If it weren’t for natural gas flaring, Chu said, Permian gas would need to price anywhere from negative $6.00 to negative $40 in order for oil and natural gas liquids producers to fully offset their uplift and still cover operating costs. Waha has already hit negative $10 again this year.

Rough In Haynesville Too

The Haynesville also is growing considerably, according to Bakshani. He noted the myriad of offtake agreements signed between U.S. LNG developers and global customers, especially in the wake of Russia’s invasion of Ukraine. 

“Clearly, the market is very excited,” he said. “The overall attitude toward natural gas is improving with the world realizing how much we need.” However, most of the growth in LNG demand is not expected until 2025 and beyond. Until then, the market has to be careful in managing that risk, according to Bakshani. “We view the market being oversupplied in 2023.”

Chu agreed.

While Energy Transfer last month started service on the 1.65 Bcf/d Gulf Run Pipeline in Louisiana, gas near the Texas Gulf Coast/South Louisiana border is struggling to find an outlet because Freeport LNG is still offline following a June explosion, according to Chu. This has left 2 Bcf/d of additional gas to be cleared from Texas markets.

“Pipes from Texas to Louisiana are effectively full, whether at the border or a little further downstream, so there’s near-term risk of clearing more Haynesville gas through Gulf Run until Freeport comes back online,” Chu said.

Further into the year however, Texas production should continue to grow, according to Chu. At the same time, pipes from the Permian to South Texas would put more gas into the area.

“Eagle Ford is also still growing, so further along in the year, there is risk of more gas-on-gas competition as any Haynesville gas pointed to Gillis Hub or near the Texas/Louisiana border will need to compete with Texas molecules.”

There are wildcards in the mix. Summer weather should be a key indicator of how much gas is replenished in storage. So far this winter, withdrawals have been light and an end-of-summer storage inventory level well above 4 Tcf is not out of the question, according to Chu.

“There’s a good chance Texas storage will have a little less flexibility in the fall shoulder season than normal,” he said.

There are more projects underway to help alleviate the pipeline capacity issues in Louisiana. Enterprise Products Partners LP is targeting the second quarter to bring online its 400 MMcf/d Acadian Expansion II. DT Midstream Inc. expects its 300 MMcf/d Louisiana Energy Access Project (LEAP) Expansion Phase 1 to begin service in late 2023.

Still, Chu, Bakshani and Wells Fargo analysts see Haynesville takeaway remaining tight absent more capacity additions. There are several in the works, but those aren’t slated for in-service for another two years or more.

MVP Fight Continues

The solution to the Northeast’s lack of takeaway, meanwhile, has fallen to producers.

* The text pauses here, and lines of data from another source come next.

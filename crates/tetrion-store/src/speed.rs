use log::{debug, warn};

use crate::{KeyValueStore, Observable, StoreError};

/// Store key of the persisted speed multiplier.
pub const SPEED_KEY: &str = "tetrion.speed-multiplier";

pub const MIN_SPEED: f64 = 0.5;
pub const MAX_SPEED: f64 = 3.0;
pub const DEFAULT_SPEED: f64 = 1.0;

/// Clamps `value` into `[MIN_SPEED, MAX_SPEED]`. NaN becomes
/// [`DEFAULT_SPEED`].
#[must_use]
pub fn clamp_speed(value: f64) -> f64 {
    if value.is_nan() {
        DEFAULT_SPEED
    } else {
        value.clamp(MIN_SPEED, MAX_SPEED)
    }
}

/// Parses a stored multiplier. Anything but a finite decimal inside the
/// allowed range is rejected.
#[must_use]
pub fn parse_speed(raw: &str) -> Option<f64> {
    let value = raw.trim().parse::<f64>().ok()?;
    (value.is_finite() && (MIN_SPEED..=MAX_SPEED).contains(&value)).then_some(value)
}

/// Persisted game speed multiplier.
///
/// Loading never fails: a missing or invalid stored value yields
/// [`DEFAULT_SPEED`], and the default is not written back until
/// [`SpeedSetting::set`] is called.
#[derive(Debug)]
pub struct SpeedSetting<S> {
    store: S,
    multiplier: Observable<f64>,
}

impl<S> SpeedSetting<S>
where
    S: KeyValueStore,
{
    pub fn load(store: S) -> Self {
        let multiplier = match store.get(SPEED_KEY) {
            None => DEFAULT_SPEED,
            Some(raw) => parse_speed(&raw).unwrap_or_else(|| {
                warn!("ignoring invalid stored speed multiplier {raw:?}");
                DEFAULT_SPEED
            }),
        };
        debug!("loaded speed multiplier {multiplier}");
        Self {
            store,
            multiplier: Observable::new(multiplier),
        }
    }

    #[must_use]
    pub fn multiplier(&self) -> f64 {
        *self.multiplier.get()
    }

    /// Registers a listener called with the new multiplier on every change.
    pub fn subscribe<F>(&mut self, listener: F)
    where
        F: FnMut(&f64) + 'static,
    {
        self.multiplier.subscribe(listener);
    }

    /// Clamps and applies `value`, then persists it.
    ///
    /// Returns the applied multiplier. When the store rejects the write the
    /// new multiplier stays in effect and the store error is returned.
    pub fn set(&mut self, value: f64) -> Result<f64, StoreError> {
        let applied = clamp_speed(value);
        self.multiplier.set(applied);
        self.store.set(SPEED_KEY, &applied.to_string())?;
        Ok(applied)
    }

    /// Returns to the default multiplier and forgets the stored value.
    pub fn reset(&mut self) -> Result<(), StoreError> {
        self.multiplier.set(DEFAULT_SPEED);
        self.store.remove(SPEED_KEY)
    }

    #[must_use]
    pub fn store(&self) -> &S {
        &self.store
    }

    pub fn into_store(self) -> S {
        self.store
    }
}
//! Row-to-struct mapping.
//!
//! Columns are matched to fields by exact, case-sensitive name through the
//! target type's field table ([`Mappable`]). Columns without a field are ignored;
//! fields without a column keep the value `Default` gave them; `NULL` values never
//! overwrite a field. The first value that cannot be stored into its field aborts
//! the row with [`SqlMapperError::MappingError`].
//!
//! ```rust
//! use row_mapper::prelude::*;
//! use row_mapper::mappable;
//!
//! #[derive(Debug, Default, PartialEq)]
//! struct Item {
//!     id: i64,
//!     name: String,
//! }
//! mappable!(Item { id: i64 = "Id", name: String = "Name" });
//!
//! let mut rs = ResultSet::with_columns(vec!["Id".into(), "Name".into()]);
//! rs.add_row_values(vec![RowValues::Int(1), RowValues::Text("A".into())]);
//!
//! let items: Vec<Item> = map_result_set(&rs)?.expect("result set has columns");
//! assert_eq!(items, vec![Item { id: 1, name: "A".into() }]);
//! # Ok::<(), SqlMapperError>(())
//! ```

mod field;
mod macros;

use std::collections::HashSet;

pub use field::{FieldDescriptor, FieldResolver, FromRowValue, Mappable, resolve};

use crate::error::SqlMapperError;
use crate::results::{CustomDbRow, ResultSet};

/// Columns of one result shape paired with the fields of `T` they feed.
///
/// Built per mapping call. Callers mapping many result sets of the same shape can
/// build it once and pass it to [`map_row`].
#[derive(Debug)]
pub struct Bindings<T> {
    fields: Vec<FieldDescriptor<T>>,
}

impl<T: Mappable> Bindings<T> {
    /// Resolve every column against the fields of `T`.
    ///
    /// # Errors
    /// Returns `SqlMapperError::ConfigError` if the field table of `T` is invalid.
    pub fn for_columns(columns: &[String]) -> Result<Self, SqlMapperError> {
        let resolver = FieldResolver::<T>::for_type()?;
        let mut seen = HashSet::with_capacity(columns.len());
        let fields = columns
            .iter()
            .filter(|column| seen.insert(column.as_str()))
            .filter_map(|column| resolver.resolve(column).copied())
            .collect();
        Ok(Self { fields })
    }

    /// Column names that found a field, in column order.
    pub fn columns(&self) -> impl Iterator<Item = &'static str> + '_ {
        self.fields.iter().map(FieldDescriptor::name)
    }

    #[must_use]
    pub fn len(&self) -> usize {
        self.fields.len()
    }

    #[must_use]
    pub fn is_empty(&self) -> bool {
        self.fields.is_empty()
    }
}

/// Build one `T` from `row` using precomputed bindings.
///
/// # Errors
/// Returns `SqlMapperError::MappingError` on the first value whose type does not
/// fit its field.
pub fn map_row<T: Mappable>(
    row: &CustomDbRow,
    bindings: &Bindings<T>,
) -> Result<T, SqlMapperError> {
    let mut target = T::default();
    for field in &bindings.fields {
        let Some(value) = row.get(field.name()) else {
            continue;
        };
        if value.is_null() {
            continue;
        }
        field
            .assign(&mut target, value)
            .map_err(|message| SqlMapperError::MappingError {
                target_type: field.type_name(),
                source_type: value.type_name(),
                message,
            })?;
    }
    Ok(target)
}

/// Map every row of `result_set`, in order.
///
/// Returns `Ok(None)` when the result set has no columns: a missing schema is
/// invalid input, not an empty answer. Columns but no rows gives `Ok(Some(vec![]))`.
///
/// # Errors
/// Returns `SqlMapperError::MappingError` if any row fails to map.
pub fn map_result_set<T: Mappable>(
    result_set: &ResultSet,
) -> Result<Option<Vec<T>>, SqlMapperError> {
    let Some(columns) = result_set
        .get_column_names()
        .filter(|columns| !columns.is_empty())
    else {
        return Ok(None);
    };
    map_with(columns, &result_set.results).map(Some)
}

/// Map a lone row.
///
/// Returns `Ok(None)` when the row carries no column metadata.
///
/// # Errors
/// Returns `SqlMapperError::MappingError` if the row fails to map.
pub fn map_single_row<T: Mappable>(row: &CustomDbRow) -> Result<Option<T>, SqlMapperError> {
    if !row.has_columns() {
        return Ok(None);
    }
    let mut mapped = map_with(&row.column_names, std::slice::from_ref(row))?;
    Ok(mapped.pop())
}

fn map_with<T: Mappable>(
    columns: &[String],
    rows: &[CustomDbRow],
) -> Result<Vec<T>, SqlMapperError> {
    let bindings = Bindings::<T>::for_columns(columns)?;
    tracing::trace!(
        target_type = std::any::type_name::<T>(),
        columns = columns.len(),
        bound = bindings.len(),
        rows = rows.len(),
        "mapping rows"
    );
    rows.iter().map(|row| map_row(row, &bindings)).collect()
}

Years after major pipeline projects like PennEast Pipeline, Constitution Pipeline and Atlantic Coast were scrapped, Appalachia-focused producers have had to operate mostly in maintenance mode. By and large, flat production profiles have been adopted by most major producers in the basin.

EQT Corp., for example, curbed production in the third quarter of 2022 as it faced supply chain issues, midstream constraints and adverse weather. The nation’s largest gas producer doesn’t expect to be back on track until the middle of the year. Appalachian stalwarts Range Resources Corp. and Antero Resources Corp. also reported midstream issues last year.

With a hostile regulatory environment contributing at least in part to the scrapping of several large pipeline projects in recent years, Mountain Valley Pipeline (MVP) stands alone in potentially bringing an incremental 2 Bcf/d of takeaway capacity to Appalachia. Total work on the project is nearly 94% complete, but the pipeline has faced staunch opposition that has resulted in multiple delays – and uncertainty for the market.

MVP, a joint venture of EQM Midstream Partners LP, NextEra Capital Holdings Inc., Con Edison Transmission Inc., WGL Midstream, and RGC Midstream LLC, has said it remains “committed to working diligently with federal and state regulators to secure the necessary permits to safely and responsibly finish construction, and we remain committed to bringing” the project “into service in the second half of 2023.”